I think there should only be the trivial solution. Sketch for the proof I'd try:

- If (a,b,c,s) is a solution, then for any x>=0 (xa,xb,xc,xs) is a solution. Hence, it suffices to look for solutions with s=1. This fixes V=1, then.

- Let c be a fixed value between zero and one, you can show that the V=1 cuboid has its minimal surface when a=b

- Under the constraint that a=b, you can show that the V=1 cuboid has its minimal surface when a=b=c=1; i.e. when it is the cube.

=> A cuboid with V=1 will have at least the same surface as a V=1 cube. It will have the same surface when it is a cube.
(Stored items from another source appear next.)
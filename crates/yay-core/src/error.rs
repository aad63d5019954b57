//! Error type for YAY parsing.

use thiserror::Error;

/// A parse failure and the source position where it was detected.
///
/// `line` and `column` are 1-based. The `Display` rendering is the bare
/// message, or `"<message> at <line>:<column> of <filename>"` when the parse
/// was given a filename.
#[derive(Error, Debug, Clone, PartialEq, Eq)]
#[error("{message}{}", location_suffix(.line, .column, .filename))]
pub struct ParseError {
    /// Human-readable cause of the first rejection.
    pub message: String,
    /// 1-based line number in the source document.
    pub line: usize,
    /// 1-based column number in the source document.
    pub column: usize,
    pub(crate) filename: Option<String>,
}

fn location_suffix(line: &usize, column: &usize, filename: &Option<String>) -> String {
    match filename {
        Some(name) => format!(" at {line}:{column} of <{name}>"),
        None => String::new(),
    }
}

impl ParseError {
    /// Build an error from an internal 0-based line/column pair.
    pub(crate) fn at(message: impl Into<String>, line: usize, column: usize) -> Self {
        ParseError {
            message: message.into(),
            line: line + 1,
            column: column + 1,
            filename: None,
        }
    }

    pub(crate) fn with_filename(mut self, filename: Option<&str>) -> Self {
        self.filename = filename.map(str::to_owned);
        self
    }
}

/// Convenience alias used throughout yay-core.
pub type Result<T> = std::result::Result<T, ParseError>;
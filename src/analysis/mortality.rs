//! Per-territory aggregation of mortality causes.

use crate::models::{CauseSummary, MortalityRecord};
use std::collections::BTreeMap;
use tracing::debug;

/// Sum the value column per (territory, cause) for the target year.
///
/// Rows whose cause label contains `total_marker` (case-insensitive) are
/// aggregate rows and excluded to avoid double counting. Every territory
/// present in the year-filtered table keeps a key even when the exclusion
/// leaves it with no causes; such a territory maps to an empty summary.
///
/// Values stay raw. Percentage conversion happens nowhere in this path;
/// the bar-chart threshold downstream operates on these absolute values.
pub fn aggregate_causes(
    records: &[MortalityRecord],
    year: i32,
    total_marker: &str,
) -> BTreeMap<String, CauseSummary> {
    let marker = total_marker.to_lowercase();

    let mut by_territory: BTreeMap<String, CauseSummary> = BTreeMap::new();
    for record in records.iter().filter(|r| r.year == year) {
        let summary = by_territory.entry(record.territory.clone()).or_default();

        if record.cause.to_lowercase().contains(&marker) {
            continue;
        }
        *summary.entry(record.cause.clone()).or_insert(0.0) += record.value;
    }

    debug!(
        "Aggregated causes for {} territories (year {})",
        by_territory.len(),
        year
    );
    by_territory
}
=> There is only the trivial solution.

Edited March 20, 2009 by timo

[Shadow]

But what if [math]a \neq b \neq c \neq s[/math]?

[timo]

Hm, perhaps I should have explicitly stated what I mean by "solution": A solution is a set of numbers (a,b,c,s) for which the surface area A and the volume V of a cuboid with side-lengths a, b and c equal those of a cube with side-length s. So if for each solution a=b=c=s then there is no solution for which the cuboid is not a cube. So there is no non-cube cuboid that has the same surface area and volume as any cube.

[Shadow]

That last sentence was what I was after. Although I must ask, why won't the following equations yield the correct result?

 

[math]a\cdot b\cdot c = s^3[/math]

[math]2(ab+bc+ca) = 6s^2[/math]

 

The positive solutions of these equations are stated above...and while yes, logically the surface and volume of a non-cube cuboid should never be the same as those of a cube, these equations disagree. However, there is the not-so-slight possibility that my equations is just the wrong way to think about it.

 

Thanks for your answers,

 

Gabe

[timo]

I did not check your equations but a priori the fact that you can write the solutions in a complicated manner does not contradict the statement that there is only the trivial solution. But your equations are not a solution, only a way to find it (and the approach you presented in your previous post seems quite ok to me). Perhaps you should set s=1 (see first step in my first post to see why this is sufficient) and then try to find constraints on c (by looking at the possible c for which both square roots exist). I would not be too surprised if that straightforwardly leads to c=1 which then directly leads to a=b=1 (from plugging into your equations). And of course there can be something wrong with my sketch; I did not actually perform the steps too carefully.

[Shadow]

I tried out s=1, and c=1, 2, 3, and all the solutions are complex, so I wouldn't be at all surprised if a=b=c=s was the only solution. Unfortunately I have no clue how to put a restriction on a variable in Maple (any ideas by the way?), and I can't do it by hand for all possible values of c, so I guess I'll never be completely sure. But it's a reasonable estimate, and more than sufficient for my curiosity.

 

Thanks again,

 

Gabe

[timo]

Investigate the argument under the square root seperately, first. It only depends on c and must be >= 0.

For example you could plot the argument in gnuplot:

f(x) = 1. - 6.*x + 9.*x*x - 4.*x*x*x
set xrange[0:2]
set yrange[-5:5]
set grid
plot f(x) t "argument under the square root"

 

Sidenote: Mathematica, Maple and friends are great programs with nice capabilities. For some strange reason, gnuplot is better-suited for the task at hand in the majority of cases I encounter.